ASSIGNMENT |
Set down each line of the data below exactly.
*** DATA SHOWN ***
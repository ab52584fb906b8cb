//! Generative content gateway
//!
//! Every outbound request runs on a single queue worker, wrapped in the retry
//! policy. Callers get `Option`s back: any failure is logged and degrades to
//! an absent result.

mod backend;
mod cache;
mod error;
mod queue;
mod retry;

pub use backend::{GeminiClient, GenerativeBackend, ImageRef};
pub use cache::{ArtifactCache, CacheError, MemoryArtifactCache, NoCache, SqliteArtifactCache};
pub use error::GatewayError;
pub use queue::{RequestQueue, DEFAULT_COOLDOWN};
pub use retry::{RetryPolicy, DEFAULT_INITIAL_BACKOFF, DEFAULT_MAX_RETRIES};

use std::path::PathBuf;
use std::sync::Arc;
use std::time::Duration;

use futures_util::future::BoxFuture;
use futures_util::FutureExt;

use crate::audio::PcmAudio;
use crate::config::GatewayConfig;

pub type Result<T> = std::result::Result<T, GatewayError>;

/// Prompt used for word illustrations
pub fn illustration_prompt(word: &str) -> String {
    format!(
        "Disney Pixar 3D style illustration of {}, bright colors, cute character, simple background.",
        word
    )
}

pub fn illustration_cache_key(word: &str) -> String {
    format!("illustration_{}", word)
}

pub fn icon_cache_key(character: &str) -> String {
    format!("icon_{}", character)
}

type BackendCall<T> =
    dyn Fn(Arc<dyn GenerativeBackend>) -> BoxFuture<'static, Result<Option<T>>> + Send + Sync;

pub struct ContentGateway {
    backend: Arc<dyn GenerativeBackend>,
    cache: Arc<dyn ArtifactCache>,
    queue: RequestQueue,
    retry: RetryPolicy,
}

impl ContentGateway {
    /// Create a gateway and start its worker. Must be called inside a tokio runtime.
    pub fn new(
        backend: Arc<dyn GenerativeBackend>,
        cache: Arc<dyn ArtifactCache>,
        retry: RetryPolicy,
        cooldown: Duration,
    ) -> Self {
        Self {
            backend,
            cache,
            queue: RequestQueue::start(cooldown),
            retry,
        }
    }

    /// Gemini-backed gateway with a SQLite cache at `cache_path`.
    ///
    /// An unusable cache is replaced by [`NoCache`]; a missing API key is an error.
    pub fn from_config(config: &GatewayConfig, cache_path: PathBuf) -> Result<Self> {
        let backend = GeminiClient::from_config(config)?;

        let cache: Arc<dyn ArtifactCache> = match SqliteArtifactCache::open(cache_path) {
            Ok(cache) => Arc::new(cache),
            Err(e) => {
                log::warn!("gateway: artifact cache unavailable, continuing without: {}", e);
                Arc::new(NoCache)
            }
        };

        Ok(Self::new(
            Arc::new(backend),
            cache,
            config.retry_policy(),
            config.cooldown(),
        ))
    }

    pub async fn generate_illustration(&self, word: &str) -> Option<ImageRef> {
        let prompt = illustration_prompt(word);
        self.dispatch::<ImageRef>(
            format!("illustration of {:?}", word),
            Box::new(move |backend: Arc<dyn GenerativeBackend>| {
                let prompt = prompt.clone();
                async move { backend.generate_image(&prompt).await }.boxed()
            }),
        )
        .await
    }

    pub async fn generate_icon(&self, prompt: &str) -> Option<ImageRef> {
        let prompt = prompt.to_string();
        self.dispatch::<ImageRef>(
            "character icon".to_string(),
            Box::new(move |backend: Arc<dyn GenerativeBackend>| {
                let prompt = prompt.clone();
                async move { backend.generate_image(&prompt).await }.boxed()
            }),
        )
        .await
    }

    pub async fn generate_pronunciation(&self, word: &str) -> Option<PcmAudio> {
        let word = word.to_string();
        self.dispatch::<PcmAudio>(
            format!("pronunciation of {:?}", word),
            Box::new(move |backend: Arc<dyn GenerativeBackend>| {
                let word = word.clone();
                async move { backend.generate_speech(&word).await }.boxed()
            }),
        )
        .await
    }

    /// Blocking cache read; async callers go through the blocking pool instead
    pub fn cached_artifact(&self, key: &str) -> Option<ImageRef> {
        self.cache.get(key).map(ImageRef::from_data_url)
    }

    pub fn put_cached_artifact(&self, key: &str, value: &ImageRef) {
        self.cache.put(key, value.as_str());
    }

    /// Cached illustration for `word`, generating and storing one on a miss
    pub async fn illustration_for(&self, word: &str) -> Option<ImageRef> {
        let key = illustration_cache_key(word);
        if let Some(hit) = self.lookup(&key).await {
            return Some(hit);
        }
        let image = self.generate_illustration(word).await?;
        self.store(key, image.clone()).await;
        Some(image)
    }

    /// Cached icon for a pack character, generating one from `prompt` on a miss
    pub async fn icon_for(&self, character: &str, prompt: &str) -> Option<ImageRef> {
        let key = icon_cache_key(character);
        if let Some(hit) = self.lookup(&key).await {
            return Some(hit);
        }
        let image = self.generate_icon(prompt).await?;
        self.store(key, image.clone()).await;
        Some(image)
    }

    /// Cache read on the blocking pool so SQLite I/O stays off the async workers
    async fn lookup(&self, key: &str) -> Option<ImageRef> {
        let cache = Arc::clone(&self.cache);
        let key = key.to_string();
        match tokio::task::spawn_blocking(move || cache.get(&key)).await {
            Ok(hit) => hit.map(ImageRef::from_data_url),
            Err(e) => {
                log::warn!("gateway: cache lookup task failed: {}", e);
                None
            }
        }
    }

    async fn store(&self, key: String, value: ImageRef) {
        let cache = Arc::clone(&self.cache);
        let result = tokio::task::spawn_blocking(move || cache.put(&key, value.as_str())).await;
        if let Err(e) = result {
            log::warn!("gateway: cache write task failed: {}", e);
        }
    }

    async fn dispatch<T>(&self, label: String, call: Box<BackendCall<T>>) -> Option<T>
    where
        T: Send + 'static,
    {
        let backend = Arc::clone(&self.backend);
        let retry = self.retry.clone();
        let task_label = label.clone();
        let task = async move {
            retry
                .run(&task_label, || call(Arc::clone(&backend)))
                .await
        };

        match self.queue.submit(&label, task).await.and_then(|r| r) {
            Ok(Some(value)) => Some(value),
            Ok(None) => {
                log::warn!("gateway: {} returned no content", label);
                None
            }
            Err(e) => {
                log::error!("gateway: {} failed: {}", label, e);
                None
            }
        }
    }
}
*** End of DATA SHOWN ***
RESULT OF THE EXERCISE |
repository ab52584fb906b8cb
//! Generative content gateway
//!
//! Every outbound request runs on a single queue worker, wrapped in the retry
//! policy. Callers get `Option`s back: any failure is logged and degrades to
//! an absent result.

mod backend;
mod cache;
mod error;
mod queue;
mod retry;

pub use backend::{GeminiClient, GenerativeBackend, ImageRef};
pub use cache::{ArtifactCache, CacheError, MemoryArtifactCache, NoCache, SqliteArtifactCache};
pub use error::GatewayError;
pub use queue::{RequestQueue, DEFAULT_COOLDOWN};
pub use retry::{RetryPolicy, DEFAULT_INITIAL_BACKOFF, DEFAULT_MAX_RETRIES};

use std::path::PathBuf;
use std::sync::Arc;
use std::time::Duration;

use futures_util::future::BoxFuture;
use futures_util::FutureExt;

use crate::audio::PcmAudio;
use crate::config::GatewayConfig;

pub type Result<T> = std::result::Result<T, GatewayError>;

/// Prompt used for word illustrations
pub fn illustration_prompt(word: &str) -> String {
    format!(
        "Disney Pixar 3D style illustration of {}, bright colors, cute character, simple background.",
        word
    )
}

pub fn illustration_cache_key(word: &str) -> String {
    format!("illustration_{}", word)
}

pub fn icon_cache_key(character: &str) -> String {
    format!("icon_{}", character)
}

type BackendCall<T> =
    dyn Fn(Arc<dyn GenerativeBackend>) -> BoxFuture<'static, Result<Option<T>>> + Send + Sync;

pub struct ContentGateway {
    backend: Arc<dyn GenerativeBackend>,
    cache: Arc<dyn ArtifactCache>,
    queue: RequestQueue,
    retry: RetryPolicy,
}

impl ContentGateway {
    /// Create a gateway and start its worker. Must be called inside a tokio runtime.
    pub fn new(
        backend: Arc<dyn GenerativeBackend>,
        cache: Arc<dyn ArtifactCache>,
        retry: RetryPolicy,
        cooldown: Duration,
    ) -> Self {
        Self {
            backend,
            cache,
            queue: RequestQueue::start(cooldown),
            retry,
        }
    }

    /// Gemini-backed gateway with a SQLite cache at `cache_path`.
    ///
    /// An unusable cache is replaced by [`NoCache`]; a missing API key is an error.
    pub fn from_config(config: &GatewayConfig, cache_path: PathBuf) -> Result<Self> {
        let backend = GeminiClient::from_config(config)?;

        let cache: Arc<dyn ArtifactCache> = match SqliteArtifactCache::open(cache_path) {
            Ok(cache) => Arc::new(cache),
            Err(e) => {
                log::warn!("gateway: artifact cache unavailable, continuing without: {}", e);
                Arc::new(NoCache)
            }
        };

        Ok(Self::new(
            Arc::new(backend),
            cache,
            config.retry_policy(),
            config.cooldown(),
        ))
    }

    pub async fn generate_illustration(&self, word: &str) -> Option<ImageRef> {
        let prompt = illustration_prompt(word);
        self.dispatch::<ImageRef>(
            format!("illustration of {:?}", word),
            Box::new(move |backend: Arc<dyn GenerativeBackend>| {
                let prompt = prompt.clone();
                async move { backend.generate_image(&prompt).await }.boxed()
            }),
        )
        .await
    }

    pub async fn generate_icon(&self, prompt: &str) -> Option<ImageRef> {
        let prompt = prompt.to_string();
        self.dispatch::<ImageRef>(
            "character icon".to_string(),
            Box::new(move |backend: Arc<dyn GenerativeBackend>| {
                let prompt = prompt.clone();
                async move { backend.generate_image(&prompt).await }.boxed()
            }),
        )
        .await
    }

    pub async fn generate_pronunciation(&self, word: &str) -> Option<PcmAudio> {
        let word = word.to_string();
        self.dispatch::<PcmAudio>(
            format!("pronunciation of {:?}", word),
            Box::new(move |backend: Arc<dyn GenerativeBackend>| {
                let word = word.clone();
                async move { backend.generate_speech(&word).await }.boxed()
            }),
        )
        .await
    }

    /// Blocking cache read; async callers go through the blocking pool instead
    pub fn cached_artifact(&self, key: &str) -> Option<ImageRef> {
        self.cache.get(key).map(ImageRef::from_data_url)
    }

    pub fn put_cached_artifact(&self, key: &str, value: &ImageRef) {
        self.cache.put(key, value.as_str());
    }

    /// Cached illustration for `word`, generating and storing one on a miss
    pub async fn illustration_for(&self, word: &str) -> Option<ImageRef> {
        let key = illustration_cache_key(word);
        if let Some(hit) = self.lookup(&key).await {
            return Some(hit);
        }
        let image = self.generate_illustration(word).await?;
        self.store(key, image.clone()).await;
        Some(image)
    }

    /// Cached icon for a pack character, generating one from `prompt` on a miss
    pub async fn icon_for(&self, character: &str, prompt: &str) -> Option<ImageRef> {
        let key = icon_cache_key(character);
        if let Some(hit) = self.lookup(&key).await {
            return Some(hit);
        }
        let image = self.generate_icon(prompt).await?;
        self.store(key, image.clone()).await;
        Some(image)
    }

    /// Cache read on the blocking pool so SQLite I/O stays off the async workers
    async fn lookup(&self, key: &str) -> Option<ImageRef> {
        let cache = Arc::clone(&self.cache);
        let key = key.to_string();
        match tokio::task::spawn_blocking(move || cache.get(&key)).await {
            Ok(hit) => hit.map(ImageRef::from_data_url),
            Err(e) => {
                log::warn!("gateway: cache lookup task failed: {}", e);
                None
            }
        }
    }

    async fn store(&self, key: String, value: ImageRef) {
        let cache = Arc::clone(&self.cache);
        let result = tokio::task::spawn_blocking(move || cache.put(&key, value.as_str())).await;
        if let Err(e) = result {
            log::warn!("gateway: cache write task failed: {}", e);
        }
    }

    async fn dispatch<T>(&self, label: String, call: Box<BackendCall<T>>) -> Option<T>
    where
        T: Send + 'static,
    {
        let backend = Arc::clone(&self.backend);
        let retry = self.retry.clone();
        let task_label = label.clone();
        let task = async move {
            retry
                .run(&task_label, || call(Arc::clone(&backend)))
                .await
        };

        match self.queue.submit(&label, task).await.and_then(|r| r) {
            Ok(Some(value)) => Some(value),
            Ok(None) => {
                log::warn!("gateway: {} returned no content", label);
                None
            }
            Err(e) => {
                log::error!("gateway: {} failed: {}", label, e);
                None
            }
        }
    }
}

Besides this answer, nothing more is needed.